UPDATE 15:03 p.m. IST -- One of the Ankara bombers who struck the Turkish capital Sunday is believed to be a female militant with links to the PKK, according to reports. Following Sunday's bombing, Turkish warplanes hit Kurdish rebel bases in Iraq Monday.
UPDATE: 13:01 p.m. IST -- The death toll from the blast in Ankara has risen to 37, according to reports citing Turkey's health minister.
A car bomb ripped through a busy transport hub in Turkey's capital city of Ankara Sunday, killing 34 people and sending burning debris into the air, close to an area housing important ministries as well as a court. This was the second such terror attack in the Turkish capital in a month.
No group claimed responsibility for the latest bombing, though officials have reportedly suggested the Kurdistan Workers Party (PKK) may be behind the attack. The PKK-affiliated Kurdistan Freedom Hawks (TAK) had claimed responsibility for the Feb. 17 bombing that killed 29 people. The official announcement of the group involved is likely to come Monday.
"These attacks, which threaten our country's integrity and our nation's unity and solidarity, do not weaken our resolve in fighting terrorism but bolster our determination," President Tayyip Erdogan said in a statement, according to Reuters.
The U.S. Embassy had last week reportedly issued a warning of a possible terror attack targeting government buildings in Ankara. Turkey has been facing increasing terror attacks in recent months, with threats from the Islamic State group as well as the Kurdish militants.
Last October, over 100 people had been killed in twin bomb blasts in Ankara, and Turkey had blamed ISIS for the deadly suicide bombings.
World leaders including Russian President Vladimir Putin and British Prime Minister David Cameron condemned Sunday's bombing.

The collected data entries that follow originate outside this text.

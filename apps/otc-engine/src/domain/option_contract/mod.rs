//! Option lifecycle context.
//!
//! Owns the `OtcOption` aggregate: the executable contract created once
//! an offer is accepted and its premium settles. Status is monotonic
//! VALID → USED or VALID → EXPIRED.

/// The `OtcOption` aggregate root.
pub mod aggregate;

/// Option errors.
pub mod errors;

/// Option repository trait.
pub mod repository;

/// Option status and filter value objects.
pub mod value_objects;

pub use aggregate::{GrantOptionCommand, OtcOption};
pub use errors::OptionError;
pub use repository::OptionRepository;
pub use value_objects::{OptionFilter, OptionStatus};
// Allow unwrap/expect in tests - tests should panic on unexpected errors
#![cfg_attr(
    test,
    allow(
        clippy::unwrap_used,
        clippy::expect_used,
        clippy::too_many_lines,
        clippy::match_same_arms,
        clippy::needless_pass_by_value,
        clippy::default_trait_access,
        clippy::items_after_statements
    )
)]

//! OTC Engine - Core Library
//!
//! Negotiation and payment-saga engine for over-the-counter stock options.
//!
//! # Architecture (Clean Architecture + DDD + Hexagonal)
//!
//! ## Layers (inside → outside)
//!
//! - **Domain**: Core business logic (aggregates, value objects, repositories)
//!   - `negotiation`: `OtcOffer` aggregate, turn-based counter/accept/reject/cancel
//!   - `option_contract`: `OtcOption` aggregate, exercise eligibility, expiry
//!   - `portfolio`: `PortfolioEntry` holdings, reservation ledger
//!   - `payment_saga`: `TrackedPayment` records correlating bank callbacks
//!
//! - **Application**: Services and orchestration
//!   - `ports`: Interfaces for external systems (`BankingPort`, `IdentityPort`)
//!   - `services`: `OfferNegotiationService`, `OptionLifecycleService`,
//!     `PaymentSagaCoordinator`, `ExpirationSweepService`
//!
//! - **Infrastructure**: Adapters (implementations)
//!   - `persistence`: In-memory repositories
//!   - `banking` / `identity`: Mock collaborator adapters
//!   - `config`: Dependency injection container

#![forbid(unsafe_code)]
#![warn(missing_docs)]
#![warn(clippy::pedantic)]

// =============================================================================
// Clean Architecture Layers
// =============================================================================

/// Domain layer - Core business logic with no external dependencies.
pub mod domain;

/// Application layer - Services and port definitions.
pub mod application;

/// Infrastructure layer - Adapters and external integrations.
pub mod infrastructure;

/// Engine configuration.
pub mod config;

/// Tracing/logging initialization.
pub mod telemetry;

// =============================================================================
// Re-exports
// =============================================================================

// Domain re-exports
pub use domain::negotiation::{OfferRepository, OfferStatus, OfferTerms, OtcOffer};
pub use domain::option_contract::{OptionFilter, OptionRepository, OptionStatus, OtcOption};
pub use domain::payment_saga::{
    PaymentPurpose, PaymentStatus, TrackedPayment, TrackedPaymentRepository,
};
pub use domain::portfolio::{PortfolioEntry, PortfolioRepository, ReservationLedger};
pub use domain::shared::{
    EntryId, GatewayRef, Money, OfferId, OptionId, PaymentId, SettlementDate, ShareCount, Symbol,
    Timestamp, UserId,
};

// Application re-exports
pub use application::errors::{EngineError, ErrorKind};
pub use application::ports::{
    AccountKind, BankingError, BankingPort, IdentityError, IdentityPort, PartyName,
    PaymentInstruction, SettlementAccount,
};
pub use application::services::{
    ActiveOfferView, EntityLocks, ExpirationSweepService, OfferNegotiationService,
    OptionLifecycleService, PaymentSagaCoordinator, SagaCompletionHandler, SweepOutcome,
};

// Infrastructure re-exports
pub use infrastructure::banking::MockBankingGateway;
pub use infrastructure::config::{Container, InMemoryContainer};
pub use infrastructure::identity::StaticIdentityDirectory;
pub use infrastructure::persistence::{
    InMemoryOfferRepository, InMemoryOptionRepository, InMemoryPortfolioRepository,
    InMemoryTrackedPaymentRepository,
};
//! Engine configuration.
//!
//! All settings come from environment variables with sensible defaults;
//! the engine runs with no configuration at all.
//!
//! # Environment Variables
//!
//! - `SWEEP_INTERVAL_SECS`: Expiration sweep period (default: 3600)
//! - `SWEEP_ENABLED`: Set to `false` to disable the sweep (default: true)
//! - `RUST_LOG`: Log level (default: info)

use std::time::Duration;

use thiserror::Error;

/// Default expiration sweep period.
const DEFAULT_SWEEP_INTERVAL_SECS: u64 = 3600;

/// Configuration errors.
#[derive(Debug, Error)]
pub enum ConfigError {
    /// An environment variable held an unparseable value.
    #[error("Invalid value for {name}: '{value}'")]
    InvalidValue {
        /// Variable name.
        name: String,
        /// The offending value.
        value: String,
    },
}

/// Parsed engine configuration.
#[derive(Debug, Clone)]
pub struct EngineConfig {
    /// How often the expiration sweep runs.
    pub sweep_interval: Duration,
    /// Whether the sweep timer is started at all.
    pub sweep_enabled: bool,
}

impl EngineConfig {
    /// Load configuration from the environment.
    ///
    /// # Errors
    ///
    /// Returns error if a variable is set to an unparseable value.
    pub fn from_env() -> Result<Self, ConfigError> {
        let sweep_interval = match std::env::var("SWEEP_INTERVAL_SECS") {
            Ok(value) => {
                let secs: u64 = value.parse().map_err(|_| ConfigError::InvalidValue {
                    name: "SWEEP_INTERVAL_SECS".to_string(),
                    value,
                })?;
                Duration::from_secs(secs)
            }
            Err(_) => Duration::from_secs(DEFAULT_SWEEP_INTERVAL_SECS),
        };

        let sweep_enabled = std::env::var("SWEEP_ENABLED")
            .map(|v| v != "false")
            .unwrap_or(true);

        Ok(Self {
            sweep_interval,
            sweep_enabled,
        })
    }
}

impl Default for EngineConfig {
    fn default() -> Self {
        Self {
            sweep_interval: Duration::from_secs(DEFAULT_SWEEP_INTERVAL_SECS),
            sweep_enabled: true,
        }
    }
}

#[cfg(test)]
mod tests {
    use super::*;

    #[test]
    fn default_config() {
        let config = EngineConfig::default();
        assert_eq!(config.sweep_interval, Duration::from_secs(3600));
        assert!(config.sweep_enabled);
    }
}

The United States also issued a statement. "The United States condemns in the strongest terms today's terrorist attack in Ankara, Turkey, which has taken innocent lives and injured scores.This horrific act is only the most recent of many terrorist attacks perpetrated against the Turkish people. The United States stands together with Turkey, a NATO Ally and valued partner, as we confront the scourge of terrorism." the White House National Security Council said in a statement.